Process feedback, as in the example above, arises in a broad stream from all of your muscles and joints throughout every move of every climb. Yet for many climbers, self-awareness of these vital data is quite low, as only the screaming proprioceptive messages (for example, I feel my foot slipping or I’m about to fall!) register in their conscious mind. Elite climbers, however, possess acute awareness of process feedback and they can tap into proprioceptive sensations in an instant to optimize a foot placement, body position, or movement. Gaining such a high level of self-awareness of process feedback comes only by way of a long-term, conscious effort to tap into the subtle physical sensations that constantly spring forth as you climb. Be patient and take the time to develop this critical ability!
On the macro scale, you must also strive to recognize the gross results feedback that provides clues on the effectiveness of your actions and chosen strategy. On the surface such results feedback seems to be simply an outcome of an action taken—for example, falling off a given move or failing on a route. Awareness of these results takes little effort—the message is obvious, right? Well, not really; there’s always a deeper message to be found if you possess the self-awareness to look for it.
Making the most of results feedback demands that you search back for the cause of the poor outcome.

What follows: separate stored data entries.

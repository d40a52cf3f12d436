//! Named asset lookup

use std::collections::HashMap;
use std::path::PathBuf;

use super::AssetError;

/// Read-only source of named assets
///
/// Names are forward-slash relative paths such as `shaders/occlusion.frag`.
pub trait AssetSource {
    /// Read an asset's raw bytes
    fn read(&self, name: &str) -> Result<Vec<u8>, AssetError>;

    /// Read an asset as UTF-8 text
    fn read_to_string(&self, name: &str) -> Result<String, AssetError> {
        let bytes = self.read(name)?;
        String::from_utf8(bytes).map_err(|e| AssetError::InvalidData {
            name: name.to_string(),
            reason: e.to_string(),
        })
    }
}

/// Assets resolved against an ordered list of directories
#[derive(Debug, Clone)]
pub struct DirectoryAssets {
    search_paths: Vec<PathBuf>,
}

impl DirectoryAssets {
    /// Create a source searching `search_paths` in order
    pub fn new<I, P>(search_paths: I) -> Self
    where
        I: IntoIterator<Item = P>,
        P: Into<PathBuf>,
    {
        Self {
            search_paths: search_paths.into_iter().map(Into::into).collect(),
        }
    }

    fn resolve(&self, name: &str) -> Option<PathBuf> {
        self.search_paths
            .iter()
            .map(|dir| dir.join(name))
            .find(|candidate| candidate.is_file())
    }
}

impl AssetSource for DirectoryAssets {
    fn read(&self, name: &str) -> Result<Vec<u8>, AssetError> {
        let path = self
            .resolve(name)
            .ok_or_else(|| AssetError::NotFound(name.to_string()))?;
        log::debug!("Reading asset '{}' from {:?}", name, path);
        Ok(std::fs::read(path)?)
    }
}

/// In-memory assets, for embedded resources and tests
#[derive(Debug, Clone, Default)]
pub struct MemoryAssets {
    files: HashMap<String, Vec<u8>>,
}

impl MemoryAssets {
    /// Create an empty source
    pub fn new() -> Self {
        Self::default()
    }

    /// Add or replace an asset
    pub fn insert(&mut self, name: impl Into<String>, bytes: impl Into<Vec<u8>>) -> &mut Self {
        self.files.insert(name.into(), bytes.into());
        self
    }

    /// Builder-style insert
    pub fn with(mut self, name: impl Into<String>, bytes: impl Into<Vec<u8>>) -> Self {
        self.insert(name, bytes);
        self
    }
}

impl AssetSource for MemoryAssets {
    fn read(&self, name: &str) -> Result<Vec<u8>, AssetError> {
        self.files
            .get(name)
            .cloned()
            .ok_or_else(|| AssetError::NotFound(name.to_string()))
    }
}

/// Several sources consulted in order
///
/// `NotFound` from one layer falls through to the next; any other error
/// stops the lookup.
#[derive(Default)]
pub struct LayeredAssets {
    layers: Vec<Box<dyn AssetSource>>,
}

impl LayeredAssets {
    /// Create an empty stack
    pub fn new() -> Self {
        Self::default()
    }

    /// Append a lower-priority layer
    pub fn with_layer(mut self, layer: impl AssetSource + 'static) -> Self {
        self.layers.push(Box::new(layer));
        self
    }
}

impl AssetSource for LayeredAssets {
    fn read(&self, name: &str) -> Result<Vec<u8>, AssetError> {
        for layer in &self.layers {
            match layer.read(name) {
                Err(AssetError::NotFound(_)) => continue,
                result => return result,
            }
        }
        Err(AssetError::NotFound(name.to_string()))
    }
}

/// Shader sources compiled into the library
pub fn builtin_shaders() -> MemoryAssets {
    macro_rules! shader {
        ($assets:ident, $name:literal) => {
            $assets.insert(
                concat!("shaders/", $name),
                include_str!(concat!("../../assets/shaders/", $name)),
            );
        };
    }

    let mut assets = MemoryAssets::new();
    shader!(assets, "background_show_camera.vert");
    shader!(assets, "background_show_camera.frag");
    shader!(assets, "background_show_depth_color_visualization.vert");
    shader!(assets, "background_show_depth_color_visualization.frag");
    shader!(assets, "occlusion.vert");
    shader!(assets, "occlusion.frag");
    shader!(assets, "point_cloud.vert");
    shader!(assets, "point_cloud.frag");
    shader!(assets, "plane.vert");
    shader!(assets, "plane.frag");
    shader!(assets, "environmental_hdr.vert");
    shader!(assets, "environmental_hdr.frag");
    assets
}

#[cfg(test)]
mod tests {
    use super::*;

    #[test]
    fn memory_assets_report_missing_names() {
        let assets = MemoryAssets::new().with("shaders/a.vert", "void main() {}");
        assert_eq!(assets.read_to_string("shaders/a.vert").unwrap(), "void main() {}");
        assert!(matches!(assets.read("shaders/b.vert"), Err(AssetError::NotFound(name)) if name == "shaders/b.vert"));
    }

    #[test]
    fn invalid_utf8_is_invalid_data() {
        let assets = MemoryAssets::new().with("bad.txt", vec![0xff, 0xfe]);
        assert!(matches!(assets.read_to_string("bad.txt"), Err(AssetError::InvalidData { .. })));
    }

    #[test]
    fn layered_assets_fall_through_on_not_found() {
        let assets = LayeredAssets::new()
            .with_layer(MemoryAssets::new().with("shaders/occlusion.frag", "override"))
            .with_layer(builtin_shaders());
        assert_eq!(assets.read_to_string("shaders/occlusion.frag").unwrap(), "override");
        assert!(assets.read_to_string("shaders/plane.vert").unwrap().starts_with("#version"));
        assert!(matches!(assets.read("models/pawn.obj"), Err(AssetError::NotFound(_))));
    }

    #[test]
    fn directory_assets_search_in_order() {
        let root = std::env::temp_dir().join(format!("ar_render_assets_{}", std::process::id()));
        let first = root.join("first");
        let second = root.join("second");
        std::fs::create_dir_all(first.join("shaders")).unwrap();
        std::fs::create_dir_all(second.join("shaders")).unwrap();
        std::fs::write(second.join("shaders/x.frag"), "second").unwrap();
        std::fs::write(second.join("shaders/y.frag"), "only-second").unwrap();
        std::fs::write(first.join("shaders/x.frag"), "first").unwrap();

        let assets = DirectoryAssets::new([first, second]);
        assert_eq!(assets.read_to_string("shaders/x.frag").unwrap(), "first");
        assert_eq!(assets.read_to_string("shaders/y.frag").unwrap(), "only-second");
        assert!(assets.read("shaders/z.frag").is_err());

        std::fs::remove_dir_all(&root).ok();
    }
}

For example, you might ask yourself: Is my limiting constraint mental, technical, or physical in nature? As always, you can sharpen self-awareness by asking a series of probing questions: Was I climbing too slowly? Is there a better sequence to be found? Is fear preventing me from fully committing to the moves? Obviously there are countless other questions you could ask, so keep an open mind and play the role of a performance detective who’s trying to uncover clues for success.
Another strategy to improve self-awareness of results is to view yourself climbing or training from an observer’s perspective, as if watching yourself on TV. In your mind’s eye, examine the strategies you have employed, the ways you’ve been training, and your overall behavior at the crags and elsewhere. From this disassociated perspective you can be more critical in your assessment, usually without the undesirable side effect of getting yourself down. Can you identify a flawed strategy? Are the same actions being taken over and over without any course corrections? Are training practices ineffective, perhaps failing to address known weaknesses? Do you see emotions getting out of hand and adversely affecting performance?
This latter idea of emotions getting out of hand and clouding self-awareness is critical. Too much emotion of any kind—even overconfidence—not only overwhelms subtle proprioceptive feedback but can also cause you to miss the more blatant results feedback that provides the clues to correct your course and eventually reach your goals. Similarly, ego diminishes self-awareness—in fact they tend to be mutually exclusive. It should be no surprise, then, the very best climbers most often exhibit a humble, quiet demeanor that enables them to remain curious, introspective, and highly self-aware.